→ **Dataset entries**:
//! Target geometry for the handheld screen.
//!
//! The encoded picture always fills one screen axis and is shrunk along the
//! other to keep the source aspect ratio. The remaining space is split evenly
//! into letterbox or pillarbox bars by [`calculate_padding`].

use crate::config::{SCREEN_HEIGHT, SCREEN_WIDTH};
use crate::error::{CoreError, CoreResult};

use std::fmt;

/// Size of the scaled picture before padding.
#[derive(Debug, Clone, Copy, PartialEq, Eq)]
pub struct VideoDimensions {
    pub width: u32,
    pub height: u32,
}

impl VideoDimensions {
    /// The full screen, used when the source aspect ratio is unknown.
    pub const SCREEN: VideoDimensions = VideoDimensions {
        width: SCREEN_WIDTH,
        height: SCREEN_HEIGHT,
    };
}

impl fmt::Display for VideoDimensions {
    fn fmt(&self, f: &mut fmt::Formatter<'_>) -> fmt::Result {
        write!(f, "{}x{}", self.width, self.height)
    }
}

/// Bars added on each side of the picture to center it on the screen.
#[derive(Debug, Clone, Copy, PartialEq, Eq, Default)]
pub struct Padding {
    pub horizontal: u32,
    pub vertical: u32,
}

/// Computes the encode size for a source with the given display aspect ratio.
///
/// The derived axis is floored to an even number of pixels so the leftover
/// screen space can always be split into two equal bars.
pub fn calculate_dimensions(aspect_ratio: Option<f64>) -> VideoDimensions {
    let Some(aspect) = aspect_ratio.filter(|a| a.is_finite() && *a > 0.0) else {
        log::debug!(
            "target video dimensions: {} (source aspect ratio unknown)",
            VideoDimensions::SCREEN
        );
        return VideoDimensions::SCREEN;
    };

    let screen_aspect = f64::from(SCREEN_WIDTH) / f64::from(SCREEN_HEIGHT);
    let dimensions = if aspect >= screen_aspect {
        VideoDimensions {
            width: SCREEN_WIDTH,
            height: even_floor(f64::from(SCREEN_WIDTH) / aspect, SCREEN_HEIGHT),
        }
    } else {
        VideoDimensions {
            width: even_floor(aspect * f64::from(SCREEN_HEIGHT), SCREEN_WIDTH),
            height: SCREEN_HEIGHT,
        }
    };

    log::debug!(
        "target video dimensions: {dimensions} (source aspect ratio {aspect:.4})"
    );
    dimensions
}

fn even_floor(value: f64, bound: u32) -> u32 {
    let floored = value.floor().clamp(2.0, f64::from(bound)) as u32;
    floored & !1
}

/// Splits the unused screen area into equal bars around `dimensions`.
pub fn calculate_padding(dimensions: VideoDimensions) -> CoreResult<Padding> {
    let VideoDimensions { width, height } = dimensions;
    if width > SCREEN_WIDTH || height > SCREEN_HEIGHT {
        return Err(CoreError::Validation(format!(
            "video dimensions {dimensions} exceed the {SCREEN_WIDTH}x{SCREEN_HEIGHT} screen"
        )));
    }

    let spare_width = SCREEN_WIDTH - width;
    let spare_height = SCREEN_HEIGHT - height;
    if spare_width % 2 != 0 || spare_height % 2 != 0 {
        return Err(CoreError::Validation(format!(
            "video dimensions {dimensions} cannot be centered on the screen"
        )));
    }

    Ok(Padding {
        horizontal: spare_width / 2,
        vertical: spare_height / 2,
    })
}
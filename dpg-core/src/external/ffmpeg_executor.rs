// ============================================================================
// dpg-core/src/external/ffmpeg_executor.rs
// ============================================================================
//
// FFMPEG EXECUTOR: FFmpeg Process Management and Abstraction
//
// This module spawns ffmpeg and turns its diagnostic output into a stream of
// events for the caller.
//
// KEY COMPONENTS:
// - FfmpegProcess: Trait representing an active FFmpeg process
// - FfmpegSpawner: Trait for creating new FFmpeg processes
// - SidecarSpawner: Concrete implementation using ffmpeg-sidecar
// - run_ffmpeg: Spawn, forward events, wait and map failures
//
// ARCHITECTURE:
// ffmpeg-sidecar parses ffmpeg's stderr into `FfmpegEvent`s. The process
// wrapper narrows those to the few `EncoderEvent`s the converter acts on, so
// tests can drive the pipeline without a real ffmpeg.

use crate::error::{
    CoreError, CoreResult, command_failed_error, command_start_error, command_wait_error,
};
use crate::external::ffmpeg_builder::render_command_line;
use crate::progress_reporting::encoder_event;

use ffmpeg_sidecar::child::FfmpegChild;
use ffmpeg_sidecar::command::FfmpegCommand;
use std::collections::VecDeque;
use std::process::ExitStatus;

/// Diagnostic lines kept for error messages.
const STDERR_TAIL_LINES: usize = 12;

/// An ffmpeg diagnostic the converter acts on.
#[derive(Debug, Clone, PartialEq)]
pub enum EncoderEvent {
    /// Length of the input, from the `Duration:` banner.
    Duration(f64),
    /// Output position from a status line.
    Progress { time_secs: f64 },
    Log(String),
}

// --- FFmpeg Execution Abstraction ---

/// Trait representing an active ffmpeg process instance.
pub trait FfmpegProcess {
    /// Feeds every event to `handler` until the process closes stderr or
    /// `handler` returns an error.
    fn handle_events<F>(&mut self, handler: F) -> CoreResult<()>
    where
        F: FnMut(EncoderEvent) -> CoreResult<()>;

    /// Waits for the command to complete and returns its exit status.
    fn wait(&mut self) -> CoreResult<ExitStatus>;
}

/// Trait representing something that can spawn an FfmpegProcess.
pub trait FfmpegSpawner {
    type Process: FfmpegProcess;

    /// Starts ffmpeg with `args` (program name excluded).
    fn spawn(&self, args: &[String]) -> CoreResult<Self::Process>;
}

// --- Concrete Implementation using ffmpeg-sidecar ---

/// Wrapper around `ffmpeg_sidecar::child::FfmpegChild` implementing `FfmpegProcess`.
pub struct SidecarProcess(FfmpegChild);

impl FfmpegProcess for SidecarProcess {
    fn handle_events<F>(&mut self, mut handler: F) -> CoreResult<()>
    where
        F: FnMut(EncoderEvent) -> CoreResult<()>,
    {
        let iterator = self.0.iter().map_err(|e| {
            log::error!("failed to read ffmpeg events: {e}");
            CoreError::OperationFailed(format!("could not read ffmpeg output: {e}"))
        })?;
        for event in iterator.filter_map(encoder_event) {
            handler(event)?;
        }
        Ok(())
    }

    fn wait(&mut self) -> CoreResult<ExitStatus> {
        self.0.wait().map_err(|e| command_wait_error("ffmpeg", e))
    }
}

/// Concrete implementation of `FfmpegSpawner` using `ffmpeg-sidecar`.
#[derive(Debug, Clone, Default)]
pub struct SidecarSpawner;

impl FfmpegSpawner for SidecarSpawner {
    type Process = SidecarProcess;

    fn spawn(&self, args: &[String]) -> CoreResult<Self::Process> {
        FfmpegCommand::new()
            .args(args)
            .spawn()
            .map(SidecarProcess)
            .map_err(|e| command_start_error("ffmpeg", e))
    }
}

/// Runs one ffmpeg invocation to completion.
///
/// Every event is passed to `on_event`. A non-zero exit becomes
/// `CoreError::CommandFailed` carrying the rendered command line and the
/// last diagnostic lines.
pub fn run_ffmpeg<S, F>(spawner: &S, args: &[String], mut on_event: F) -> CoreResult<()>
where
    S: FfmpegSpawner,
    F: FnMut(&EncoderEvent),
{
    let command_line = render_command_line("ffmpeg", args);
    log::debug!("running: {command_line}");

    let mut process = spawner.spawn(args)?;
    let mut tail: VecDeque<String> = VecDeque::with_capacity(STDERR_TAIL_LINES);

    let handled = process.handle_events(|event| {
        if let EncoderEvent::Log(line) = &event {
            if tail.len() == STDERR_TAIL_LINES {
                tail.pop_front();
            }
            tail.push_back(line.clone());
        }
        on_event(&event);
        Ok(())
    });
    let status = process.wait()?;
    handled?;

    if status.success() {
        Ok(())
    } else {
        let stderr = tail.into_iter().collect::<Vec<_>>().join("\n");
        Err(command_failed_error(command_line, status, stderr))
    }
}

==

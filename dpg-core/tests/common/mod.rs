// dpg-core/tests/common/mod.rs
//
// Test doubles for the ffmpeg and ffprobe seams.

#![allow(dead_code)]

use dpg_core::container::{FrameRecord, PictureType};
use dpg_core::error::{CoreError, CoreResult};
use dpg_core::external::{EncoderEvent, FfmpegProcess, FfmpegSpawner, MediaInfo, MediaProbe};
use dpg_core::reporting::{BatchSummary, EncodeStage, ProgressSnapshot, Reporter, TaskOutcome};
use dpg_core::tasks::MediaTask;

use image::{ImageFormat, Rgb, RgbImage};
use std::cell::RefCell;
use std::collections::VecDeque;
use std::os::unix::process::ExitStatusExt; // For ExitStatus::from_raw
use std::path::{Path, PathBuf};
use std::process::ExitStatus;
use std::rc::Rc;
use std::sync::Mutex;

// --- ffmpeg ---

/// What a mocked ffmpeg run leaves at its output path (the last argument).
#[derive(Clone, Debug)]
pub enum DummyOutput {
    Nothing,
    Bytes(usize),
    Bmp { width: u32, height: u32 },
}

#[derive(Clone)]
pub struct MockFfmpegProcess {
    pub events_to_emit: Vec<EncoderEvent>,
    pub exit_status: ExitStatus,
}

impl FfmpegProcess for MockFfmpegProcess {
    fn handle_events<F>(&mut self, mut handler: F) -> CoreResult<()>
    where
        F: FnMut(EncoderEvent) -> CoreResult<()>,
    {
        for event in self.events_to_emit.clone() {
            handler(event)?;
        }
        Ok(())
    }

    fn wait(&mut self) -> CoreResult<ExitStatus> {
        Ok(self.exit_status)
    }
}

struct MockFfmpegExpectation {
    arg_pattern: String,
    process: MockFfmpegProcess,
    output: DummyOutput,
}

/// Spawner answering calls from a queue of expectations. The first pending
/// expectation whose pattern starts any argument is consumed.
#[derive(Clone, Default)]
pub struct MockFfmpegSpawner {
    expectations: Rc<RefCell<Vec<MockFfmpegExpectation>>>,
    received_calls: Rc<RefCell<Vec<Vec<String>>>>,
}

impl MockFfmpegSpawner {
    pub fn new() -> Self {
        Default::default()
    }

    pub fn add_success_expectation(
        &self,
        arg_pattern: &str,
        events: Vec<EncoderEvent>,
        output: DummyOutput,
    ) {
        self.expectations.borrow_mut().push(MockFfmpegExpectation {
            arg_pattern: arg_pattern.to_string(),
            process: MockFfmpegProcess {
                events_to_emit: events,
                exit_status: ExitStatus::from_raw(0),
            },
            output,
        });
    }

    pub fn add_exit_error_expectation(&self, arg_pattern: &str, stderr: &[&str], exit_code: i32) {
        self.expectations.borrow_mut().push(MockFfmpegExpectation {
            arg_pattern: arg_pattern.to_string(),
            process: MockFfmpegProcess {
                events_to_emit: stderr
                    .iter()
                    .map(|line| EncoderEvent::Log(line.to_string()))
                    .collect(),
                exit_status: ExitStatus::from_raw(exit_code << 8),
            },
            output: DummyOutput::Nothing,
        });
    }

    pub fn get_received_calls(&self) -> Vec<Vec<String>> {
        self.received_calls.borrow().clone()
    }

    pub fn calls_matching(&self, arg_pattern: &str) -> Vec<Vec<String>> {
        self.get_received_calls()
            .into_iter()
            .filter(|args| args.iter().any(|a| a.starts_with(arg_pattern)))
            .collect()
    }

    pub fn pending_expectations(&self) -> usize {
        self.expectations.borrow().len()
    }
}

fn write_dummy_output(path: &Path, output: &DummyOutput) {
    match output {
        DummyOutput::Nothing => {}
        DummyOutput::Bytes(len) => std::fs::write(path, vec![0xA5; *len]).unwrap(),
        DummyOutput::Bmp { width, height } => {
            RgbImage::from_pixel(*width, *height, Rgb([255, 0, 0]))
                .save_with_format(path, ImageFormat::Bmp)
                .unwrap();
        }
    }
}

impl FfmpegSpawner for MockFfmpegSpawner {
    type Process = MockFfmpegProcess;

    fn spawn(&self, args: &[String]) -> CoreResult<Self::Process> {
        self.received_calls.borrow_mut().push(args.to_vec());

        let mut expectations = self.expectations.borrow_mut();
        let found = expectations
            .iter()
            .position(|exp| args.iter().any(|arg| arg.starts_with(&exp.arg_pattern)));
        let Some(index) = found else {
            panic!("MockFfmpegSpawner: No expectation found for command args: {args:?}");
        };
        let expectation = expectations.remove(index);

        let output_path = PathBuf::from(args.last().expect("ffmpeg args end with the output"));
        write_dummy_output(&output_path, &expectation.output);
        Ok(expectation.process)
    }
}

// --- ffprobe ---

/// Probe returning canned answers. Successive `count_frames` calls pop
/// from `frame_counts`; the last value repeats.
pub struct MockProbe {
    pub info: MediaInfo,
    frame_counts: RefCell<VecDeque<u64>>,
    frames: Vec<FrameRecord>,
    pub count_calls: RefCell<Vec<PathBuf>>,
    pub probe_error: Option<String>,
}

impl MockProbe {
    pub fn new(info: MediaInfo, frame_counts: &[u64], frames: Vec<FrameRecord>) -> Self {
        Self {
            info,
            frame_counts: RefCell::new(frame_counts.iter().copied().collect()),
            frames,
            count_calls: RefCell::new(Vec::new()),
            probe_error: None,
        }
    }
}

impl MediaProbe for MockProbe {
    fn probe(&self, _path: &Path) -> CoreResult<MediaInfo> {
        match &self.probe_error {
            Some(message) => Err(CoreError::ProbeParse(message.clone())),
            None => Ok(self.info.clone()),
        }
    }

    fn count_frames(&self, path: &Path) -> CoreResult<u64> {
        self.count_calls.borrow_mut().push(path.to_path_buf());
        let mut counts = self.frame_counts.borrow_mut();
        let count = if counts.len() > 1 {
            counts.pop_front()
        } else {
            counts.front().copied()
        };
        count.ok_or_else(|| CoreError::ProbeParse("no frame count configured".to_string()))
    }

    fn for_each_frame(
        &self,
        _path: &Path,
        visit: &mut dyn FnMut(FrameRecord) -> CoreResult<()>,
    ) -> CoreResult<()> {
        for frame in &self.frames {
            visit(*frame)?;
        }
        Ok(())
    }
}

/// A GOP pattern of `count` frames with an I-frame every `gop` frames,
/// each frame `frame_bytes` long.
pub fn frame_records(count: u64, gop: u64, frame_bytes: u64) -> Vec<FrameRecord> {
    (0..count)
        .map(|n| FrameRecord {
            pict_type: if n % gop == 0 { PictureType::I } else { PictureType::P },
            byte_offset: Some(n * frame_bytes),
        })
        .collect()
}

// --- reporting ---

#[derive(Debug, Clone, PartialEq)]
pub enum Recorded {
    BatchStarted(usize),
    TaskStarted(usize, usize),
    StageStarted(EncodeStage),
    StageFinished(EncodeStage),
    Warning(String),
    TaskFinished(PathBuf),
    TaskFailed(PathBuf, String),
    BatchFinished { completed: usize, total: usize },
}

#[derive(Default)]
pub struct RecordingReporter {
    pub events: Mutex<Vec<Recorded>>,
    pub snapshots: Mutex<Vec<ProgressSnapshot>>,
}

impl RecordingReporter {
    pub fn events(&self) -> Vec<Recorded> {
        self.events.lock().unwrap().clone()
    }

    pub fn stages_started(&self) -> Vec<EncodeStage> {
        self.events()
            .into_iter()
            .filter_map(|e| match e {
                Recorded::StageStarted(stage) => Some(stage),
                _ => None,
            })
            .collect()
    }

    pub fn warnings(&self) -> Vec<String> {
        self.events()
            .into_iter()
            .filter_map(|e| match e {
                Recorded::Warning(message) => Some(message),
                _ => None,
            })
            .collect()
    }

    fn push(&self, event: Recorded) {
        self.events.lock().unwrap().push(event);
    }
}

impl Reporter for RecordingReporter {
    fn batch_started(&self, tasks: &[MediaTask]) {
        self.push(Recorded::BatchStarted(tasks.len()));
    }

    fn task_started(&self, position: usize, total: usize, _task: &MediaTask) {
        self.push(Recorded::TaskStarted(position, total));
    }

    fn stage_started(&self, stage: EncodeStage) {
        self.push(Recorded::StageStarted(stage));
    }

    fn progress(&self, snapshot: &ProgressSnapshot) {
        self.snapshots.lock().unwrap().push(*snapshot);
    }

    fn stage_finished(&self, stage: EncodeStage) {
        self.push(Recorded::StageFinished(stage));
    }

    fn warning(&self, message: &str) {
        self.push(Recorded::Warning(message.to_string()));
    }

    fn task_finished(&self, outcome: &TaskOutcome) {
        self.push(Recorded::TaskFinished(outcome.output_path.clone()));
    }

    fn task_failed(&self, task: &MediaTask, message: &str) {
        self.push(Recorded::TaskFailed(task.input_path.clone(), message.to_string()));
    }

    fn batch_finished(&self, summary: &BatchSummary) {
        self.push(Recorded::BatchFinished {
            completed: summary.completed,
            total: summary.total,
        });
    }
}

---

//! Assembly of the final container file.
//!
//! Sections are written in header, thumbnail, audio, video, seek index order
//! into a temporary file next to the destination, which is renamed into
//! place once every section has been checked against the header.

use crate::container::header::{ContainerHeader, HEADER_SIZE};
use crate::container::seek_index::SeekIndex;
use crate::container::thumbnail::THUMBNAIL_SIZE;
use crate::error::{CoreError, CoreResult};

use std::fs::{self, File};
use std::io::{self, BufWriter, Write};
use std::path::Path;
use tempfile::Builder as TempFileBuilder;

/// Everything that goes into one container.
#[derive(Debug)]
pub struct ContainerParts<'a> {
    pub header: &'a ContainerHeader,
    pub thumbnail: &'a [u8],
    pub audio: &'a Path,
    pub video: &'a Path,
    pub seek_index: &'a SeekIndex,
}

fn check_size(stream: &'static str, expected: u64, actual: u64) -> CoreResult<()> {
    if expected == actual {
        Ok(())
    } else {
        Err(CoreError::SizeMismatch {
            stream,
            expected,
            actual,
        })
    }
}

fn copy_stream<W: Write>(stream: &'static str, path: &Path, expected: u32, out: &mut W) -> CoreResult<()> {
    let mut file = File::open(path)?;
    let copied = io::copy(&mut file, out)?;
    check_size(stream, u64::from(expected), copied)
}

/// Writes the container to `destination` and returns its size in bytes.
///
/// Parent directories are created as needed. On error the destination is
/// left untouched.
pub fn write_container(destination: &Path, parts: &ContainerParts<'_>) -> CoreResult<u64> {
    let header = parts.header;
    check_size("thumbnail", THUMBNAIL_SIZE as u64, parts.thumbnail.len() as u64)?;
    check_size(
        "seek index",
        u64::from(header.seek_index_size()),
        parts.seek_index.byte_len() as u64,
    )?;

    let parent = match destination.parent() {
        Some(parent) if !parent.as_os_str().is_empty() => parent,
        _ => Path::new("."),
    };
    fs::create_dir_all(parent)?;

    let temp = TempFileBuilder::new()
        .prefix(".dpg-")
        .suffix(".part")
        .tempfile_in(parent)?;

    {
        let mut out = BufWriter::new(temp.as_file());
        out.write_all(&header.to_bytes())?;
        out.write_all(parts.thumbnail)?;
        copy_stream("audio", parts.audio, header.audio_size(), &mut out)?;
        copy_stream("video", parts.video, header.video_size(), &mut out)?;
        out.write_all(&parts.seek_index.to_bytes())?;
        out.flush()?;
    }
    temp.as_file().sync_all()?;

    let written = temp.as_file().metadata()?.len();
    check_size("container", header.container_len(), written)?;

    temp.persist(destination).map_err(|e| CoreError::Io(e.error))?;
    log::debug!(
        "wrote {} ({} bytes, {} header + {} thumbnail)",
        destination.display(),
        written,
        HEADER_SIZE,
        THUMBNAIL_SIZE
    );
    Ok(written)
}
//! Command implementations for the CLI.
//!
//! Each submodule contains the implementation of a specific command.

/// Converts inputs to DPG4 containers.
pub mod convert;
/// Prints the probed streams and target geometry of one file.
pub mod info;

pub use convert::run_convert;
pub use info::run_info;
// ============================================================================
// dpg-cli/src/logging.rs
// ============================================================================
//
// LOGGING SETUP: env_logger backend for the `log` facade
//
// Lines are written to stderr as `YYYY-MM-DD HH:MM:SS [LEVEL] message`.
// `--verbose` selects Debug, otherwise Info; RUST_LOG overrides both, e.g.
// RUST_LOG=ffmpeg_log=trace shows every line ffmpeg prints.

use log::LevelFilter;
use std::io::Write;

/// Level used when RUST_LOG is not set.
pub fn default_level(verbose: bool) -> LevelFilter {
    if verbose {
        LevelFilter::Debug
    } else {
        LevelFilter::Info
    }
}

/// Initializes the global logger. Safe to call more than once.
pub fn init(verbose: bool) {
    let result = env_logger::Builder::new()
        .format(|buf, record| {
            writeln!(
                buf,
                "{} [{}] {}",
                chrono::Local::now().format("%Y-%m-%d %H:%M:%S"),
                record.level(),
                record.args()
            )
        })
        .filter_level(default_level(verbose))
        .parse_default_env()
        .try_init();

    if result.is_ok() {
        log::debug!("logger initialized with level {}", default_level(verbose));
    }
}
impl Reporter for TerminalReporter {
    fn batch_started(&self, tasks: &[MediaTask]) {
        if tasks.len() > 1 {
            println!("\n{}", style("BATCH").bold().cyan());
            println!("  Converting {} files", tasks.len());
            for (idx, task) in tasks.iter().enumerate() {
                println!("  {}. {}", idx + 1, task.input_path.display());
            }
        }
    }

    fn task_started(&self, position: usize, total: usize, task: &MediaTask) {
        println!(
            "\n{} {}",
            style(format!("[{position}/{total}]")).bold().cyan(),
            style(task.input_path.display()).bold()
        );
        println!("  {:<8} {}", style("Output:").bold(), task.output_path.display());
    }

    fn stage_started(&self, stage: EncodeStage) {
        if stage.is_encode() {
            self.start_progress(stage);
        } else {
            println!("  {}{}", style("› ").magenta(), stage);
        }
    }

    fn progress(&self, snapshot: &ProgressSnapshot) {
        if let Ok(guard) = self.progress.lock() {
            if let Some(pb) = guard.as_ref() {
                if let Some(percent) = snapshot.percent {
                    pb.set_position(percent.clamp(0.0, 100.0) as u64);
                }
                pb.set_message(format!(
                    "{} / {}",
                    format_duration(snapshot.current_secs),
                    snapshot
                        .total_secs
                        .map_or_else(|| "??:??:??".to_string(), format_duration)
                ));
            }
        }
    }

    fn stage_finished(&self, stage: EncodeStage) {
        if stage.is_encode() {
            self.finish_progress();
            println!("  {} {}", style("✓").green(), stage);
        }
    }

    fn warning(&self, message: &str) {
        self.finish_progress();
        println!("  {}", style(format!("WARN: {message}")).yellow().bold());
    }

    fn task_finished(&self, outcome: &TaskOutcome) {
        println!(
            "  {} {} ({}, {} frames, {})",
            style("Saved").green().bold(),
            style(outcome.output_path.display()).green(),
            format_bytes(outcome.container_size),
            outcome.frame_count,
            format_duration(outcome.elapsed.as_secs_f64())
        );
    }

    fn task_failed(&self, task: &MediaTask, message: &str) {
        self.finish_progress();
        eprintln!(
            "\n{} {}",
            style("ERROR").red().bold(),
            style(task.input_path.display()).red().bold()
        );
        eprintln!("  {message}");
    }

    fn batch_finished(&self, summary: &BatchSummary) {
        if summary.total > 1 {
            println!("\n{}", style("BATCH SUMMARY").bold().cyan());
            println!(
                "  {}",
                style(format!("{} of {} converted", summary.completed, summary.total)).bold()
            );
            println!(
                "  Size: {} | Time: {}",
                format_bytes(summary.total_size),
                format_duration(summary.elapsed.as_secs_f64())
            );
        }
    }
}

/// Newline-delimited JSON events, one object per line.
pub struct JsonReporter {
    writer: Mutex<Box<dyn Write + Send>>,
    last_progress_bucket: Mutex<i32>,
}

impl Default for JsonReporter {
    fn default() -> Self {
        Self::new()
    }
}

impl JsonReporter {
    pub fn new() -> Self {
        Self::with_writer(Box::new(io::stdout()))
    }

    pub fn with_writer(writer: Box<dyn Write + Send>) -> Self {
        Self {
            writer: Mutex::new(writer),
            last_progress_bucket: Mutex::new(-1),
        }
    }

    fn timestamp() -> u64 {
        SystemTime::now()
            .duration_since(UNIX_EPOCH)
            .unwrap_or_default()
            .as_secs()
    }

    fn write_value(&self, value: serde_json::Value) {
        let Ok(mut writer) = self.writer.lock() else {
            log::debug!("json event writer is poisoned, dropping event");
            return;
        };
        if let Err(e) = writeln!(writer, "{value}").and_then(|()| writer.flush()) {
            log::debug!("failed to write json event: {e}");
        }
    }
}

→ **DIRECTIONS FOR THIS TASK**: Of the lines above, retype only those from the line containing "the handheld screen." through the line containing "let floored = value.floor().clamp(2.0, f64::from(bound))", including both, exactly.

→ **ANSWER FOR THIS EXERCISE**:
//! Target geometry for the handheld screen.
//!
//! The encoded picture always fills one screen axis and is shrunk along the
//! other to keep the source aspect ratio. The remaining space is split evenly
//! into letterbox or pillarbox bars by [`calculate_padding`].

use crate::config::{SCREEN_HEIGHT, SCREEN_WIDTH};
use crate::error::{CoreError, CoreResult};

use std::fmt;

/// Size of the scaled picture before padding.
#[derive(Debug, Clone, Copy, PartialEq, Eq)]
pub struct VideoDimensions {
    pub width: u32,
    pub height: u32,
}

impl VideoDimensions {
    /// The full screen, used when the source aspect ratio is unknown.
    pub const SCREEN: VideoDimensions = VideoDimensions {
        width: SCREEN_WIDTH,
        height: SCREEN_HEIGHT,
    };
}

impl fmt::Display for VideoDimensions {
    fn fmt(&self, f: &mut fmt::Formatter<'_>) -> fmt::Result {
        write!(f, "{}x{}", self.width, self.height)
    }
}

/// Bars added on each side of the picture to center it on the screen.
#[derive(Debug, Clone, Copy, PartialEq, Eq, Default)]
pub struct Padding {
    pub horizontal: u32,
    pub vertical: u32,
}

/// Computes the encode size for a source with the given display aspect ratio.
///
/// The derived axis is floored to an even number of pixels so the leftover
/// screen space can always be split into two equal bars.
pub fn calculate_dimensions(aspect_ratio: Option<f64>) -> VideoDimensions {
    let Some(aspect) = aspect_ratio.filter(|a| a.is_finite() && *a > 0.0) else {
        log::debug!(
            "target video dimensions: {} (source aspect ratio unknown)",
            VideoDimensions::SCREEN
        );
        return VideoDimensions::SCREEN;
    };

    let screen_aspect = f64::from(SCREEN_WIDTH) / f64::from(SCREEN_HEIGHT);
    let dimensions = if aspect >= screen_aspect {
        VideoDimensions {
            width: SCREEN_WIDTH,
            height: even_floor(f64::from(SCREEN_WIDTH) / aspect, SCREEN_HEIGHT),
        }
    } else {
        VideoDimensions {
            width: even_floor(aspect * f64::from(SCREEN_HEIGHT), SCREEN_WIDTH),
            height: SCREEN_HEIGHT,
        }
    };

    log::debug!(
        "target video dimensions: {dimensions} (source aspect ratio {aspect:.4})"
    );
    dimensions
}

fn even_floor(value: f64, bound: u32) -> u32 {
    let floored = value.floor().clamp(2.0, f64::from(bound)) as u32;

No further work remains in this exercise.